Thank you for your words and the prayer at the bottom of your post. I know I am not alone, though I feel it sometimes. I feel like I'm failing my daughter as some of the things I had gotten for us, are now being taken away. My daughter sees all of this and she's old enough to understand what's going on. I feel embarrassed sometimes of this happening in front of her.
I am so sorry to hear about your battle. I'm in a similar one of my own. I understand perfectly about how living with depression. I was diagnosed with it three weeks ago. Most likely had it for a lot longer than that.
I wish I could offer assistance as I too am facing a bad situation. I keep hearing that we need to have faith. Your breakthrough, as mine, is on the way. You've probably heard all of this before, and I'm sorry if I sound repetitive.

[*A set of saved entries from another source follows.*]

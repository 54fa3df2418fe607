//! Text report formatting. Pure: reads entries, never touches a store.

use crate::entry::Entry;
use crate::payload::Payload;
use std::fmt;

/// Local calendar time, second resolution. Always 19 characters wide.
pub const TIMESTAMP_FORMAT: &str = "%Y-%m-%d %H:%M:%S";

/// Write `<timestamp> <payload>\n` for one entry.
pub fn write_entry<P: Payload>(out: &mut dyn fmt::Write, entry: &Entry<P>) -> fmt::Result {
    write!(out, "{} ", entry.timestamp().format(TIMESTAMP_FORMAT))?;
    entry.payload().render(out)?;
    out.write_char('\n')
}

/// Write one line per entry, in iteration order. Stops at the first sink error.
pub fn write_entries<'a, P, I>(out: &mut dyn fmt::Write, entries: I) -> fmt::Result
where
    P: Payload + 'a,
    I: IntoIterator<Item = &'a Entry<P>>,
{
    for entry in entries {
        write_entry(out, entry)?;
    }
    Ok(())
}

/// A single report line, rendered lazily through `Display`.
pub struct Line<'a, P> {
    entry: &'a Entry<P>,
}

impl<'a, P> Line<'a, P> {
    pub fn new(entry: &'a Entry<P>) -> Self {
        Self { entry }
    }

    pub fn entry(&self) -> &'a Entry<P> { self.entry }
}

impl<P: Payload> fmt::Display for Line<'_, P> {
    fn fmt(&self, f: &mut fmt::Formatter<'_>) -> fmt::Result {
        write_entry(f, self.entry)
    }
}

/// Adapts an `io::Write` so the fmt-based renderer can drive it, keeping
/// the underlying I/O error for the caller.
pub(crate) struct IoSink<'a> {
    inner: &'a mut dyn std::io::Write,
    pub(crate) error: Option<std::io::Error>,
}

impl<'a> IoSink<'a> {
    pub(crate) fn new(inner: &'a mut dyn std::io::Write) -> Self {
        Self { inner, error: None }
    }
}

impl fmt::Write for IoSink<'_> {
    fn write_str(&mut self, s: &str) -> fmt::Result {
        self.inner.write_all(s.as_bytes()).map_err(|e| {
            self.error = Some(e);
            fmt::Error
        })
    }
}

#[cfg(test)]
mod tests {
    use super::*;
    use chrono::{Local, TimeZone};

    fn at(h: u32, m: u32, s: u32) -> chrono::DateTime<Local> {
        Local.with_ymd_and_hms(2024, 6, 12, h, m, s).single().unwrap()
    }

    #[test]
    fn line_format() {
        let e = Entry::new(0, at(11, 5, 3), String::from("SENT Signal 2."));
        let mut out = String::new();
        write_entry(&mut out, &e).unwrap();
        assert_eq!(out, "2024-06-12 11:05:03 SENT Signal 2.\n");
        assert_eq!(Line::new(&e).to_string(), out);
    }

    #[test]
    fn timestamp_is_fixed_width() {
        let e = Entry::new(0, at(12, 0, 0), String::new());
        let line = Line::new(&e).to_string();
        // 19 chars of timestamp, a space, empty payload, newline
        assert_eq!(line.len(), 21);
        assert!(line.ends_with(" \n"));
    }

    #[test]
    fn entries_in_given_order() {
        let a = Entry::new(0, at(13, 0, 0), String::from("a"));
        let b = Entry::new(1, at(13, 0, 0), String::from("b"));
        let mut out = String::new();
        write_entries(&mut out, [&a, &b]).unwrap();
        assert_eq!(out, "2024-06-12 13:00:00 a\n2024-06-12 13:00:00 b\n");
    }

    #[test]
    fn no_entries_no_text() {
        let mut out = String::new();
        write_entries(&mut out, std::iter::empty::<&Entry<String>>()).unwrap();
        assert!(out.is_empty());
    }

    #[test]
    fn io_sink_keeps_error() {
        struct Broken;
        impl std::io::Write for Broken {
            fn write(&mut self, _: &[u8]) -> std::io::Result<usize> {
                Err(std::io::Error::new(std::io::ErrorKind::BrokenPipe, "closed"))
            }
            fn flush(&mut self) -> std::io::Result<()> { Ok(()) }
        }

        let mut broken = Broken;
        let mut sink = IoSink::new(&mut broken);
        assert!(fmt::Write::write_str(&mut sink, "x").is_err());
        assert_eq!(sink.error.map(|e| e.kind()), Some(std::io::ErrorKind::BrokenPipe));
    }
}
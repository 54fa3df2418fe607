//! Fixed-capacity, timestamped event log.
//!
//! Keeps the N most recent records of any [`Payload`] type and renders them
//! oldest first as `YYYY-MM-DD HH:MM:SS <payload>` lines. Two storage
//! strategies implement [`BoundedLog`] with identical observable behaviour:
//! [`RingStore`] (preallocated, power-of-two capacity) and [`DequeStore`].
//!
//! [`BoundedLog::render_to_string`] is the fallible materialized report.
//! The stores also implement `Display`, but `to_string()` panics if a
//! payload's `render` returns an error.
//!
//! ```
//! use ringlog::{BoundedLog, RingStore};
//!
//! let mut log = RingStore::new(4)?;
//! for event in ["boot", "link up", "rx", "tx", "link down"] {
//!     log.log(event);
//! }
//! assert_eq!(log.len(), 4);
//! let report = log.render_to_string().expect("str payloads always render");
//! assert!(report.lines().all(|l| l.len() > 20));
//! assert!(!report.contains("boot"));
//! # Ok::<(), ringlog::ConfigError>(())
//! ```

pub mod config;
pub mod entry;
pub mod error;
pub mod payload;
pub mod render;
pub mod store;

pub use config::{BufferConfig, Config, Strategy};
pub use entry::Entry;
pub use error::ConfigError;
pub use payload::{Payload, Text};
pub use render::{Line, TIMESTAMP_FORMAT};
pub use store::{BoundedLog, DequeStore, EventLog, RingStore};
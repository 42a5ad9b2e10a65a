//! Channel addressing and gate control
//!
//! The 74HC4067 routes its signal pin to the channel selected by the binary
//! address lines while the active-low enable pin is held low. Boards that
//! only use the lower channels can wire fewer address lines; the missing
//! high bits are then tied low on the chip.

use heapless::Vec;

use crate::error::MuxError;
use crate::hal::{Direction, PinBank};

/// Number of select inputs on the chip.
pub const MAX_ADDRESS_PINS: usize = 4;

/// Highest channel number of the chip.
pub const MAX_CHANNEL: u8 = 15;

/// Enable pin level that connects the signal pin (active low).
const GATE_CONNECTED: bool = false;

/// Enable pin and address lines of one multiplexer.
#[derive(Debug, Clone)]
pub struct ChannelAddress {
    enable_pin: u8,
    enabled: bool,
    address_pins: Vec<u8, MAX_ADDRESS_PINS>,
    current: u8,
}

impl ChannelAddress {
    /// Claim the enable and address pins and park the chip disconnected on
    /// channel 0.
    ///
    /// `address_pins` is least significant first.
    pub fn new<P: PinBank>(
        pins: &mut P,
        enable_pin: u8,
        address_pins: &[u8],
    ) -> Result<Self, MuxError> {
        if address_pins.is_empty() {
            return Err(MuxError::NoAddressPins);
        }
        let address_pins = Vec::from_slice(address_pins)
            .map_err(|_| MuxError::TooManyAddressPins(address_pins.len()))?;

        pins.init(enable_pin);
        pins.set_direction(enable_pin, Direction::Output);
        pins.set_level(enable_pin, !GATE_CONNECTED);

        for &pin in address_pins.iter() {
            pins.init(pin);
            pins.set_direction(pin, Direction::Output);
            pins.set_level(pin, false);
        }

        Ok(Self {
            enable_pin,
            enabled: false,
            address_pins,
            current: 0,
        })
    }

    pub fn enable_pin(&self) -> u8 {
        self.enable_pin
    }

    /// Address pins, least significant first.
    pub fn address_pins(&self) -> &[u8] {
        &self.address_pins
    }

    /// Number of wired address lines (1-4).
    pub fn width(&self) -> usize {
        self.address_pins.len()
    }

    /// Number of channels reachable with the wired address lines.
    pub fn channel_count(&self) -> u8 {
        1 << self.width()
    }

    /// Channel last written to the address lines.
    pub fn current(&self) -> u8 {
        self.current
    }

    /// Whether the signal pin is connected to the current channel.
    pub fn is_enabled(&self) -> bool {
        self.enabled
    }

    /// Latch `channel` onto the address lines.
    ///
    /// The gate is asserted while the address changes. With `connect` false
    /// it is released again right after, leaving the address latched and the
    /// signal path open. Bits above the wired address width are dropped.
    pub fn select<P: PinBank>(&mut self, pins: &mut P, channel: u8, connect: bool) {
        let channel = channel & MAX_CHANNEL;
        log::trace!("mux select channel {} (connect: {})", channel, connect);

        pins.set_level(self.enable_pin, GATE_CONNECTED);
        self.current = channel;

        for (bit, &pin) in self.address_pins.iter().enumerate() {
            pins.set_level(pin, (channel >> bit) & 1 == 1);
        }

        self.enabled = true;

        if !connect {
            self.disable(pins);
        }
    }

    /// Connect the signal pin to the current channel.
    pub fn enable<P: PinBank>(&mut self, pins: &mut P) {
        self.enabled = true;
        pins.set_level(self.enable_pin, GATE_CONNECTED);
    }

    /// Disconnect the signal pin, keeping the address.
    pub fn disable<P: PinBank>(&mut self, pins: &mut P) {
        self.enabled = false;
        pins.set_level(self.enable_pin, !GATE_CONNECTED);
    }
}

Let's keep checking in on each other as I'm sure we have some things in common.
Posted in singlemom870 on Aug 4, 2010... modified on Aug 4, 2010
Hi.
I'm a single mom of one beautiful and energetic daughter. I am faced with the biggest challenge of my life that has gotten me living in fear to do anything.
I lost my job back in December 2009. Right before Christmas. Currently, I'm still unemployed and finding it difficult to make ends meet. My daughter starts back to school next week and though she has some things to wear, she needs a little more.
As stated, I live my life in fear now. I am facing foreclosure on my house and reposession of my car. Can't afford to do basic things as I'm trying to pay everyone as best as I can. I'm scared and feel so alone. I'm scared to answer the phone, or open the door. I hide in my house as that's where I feel most comfortable, for now.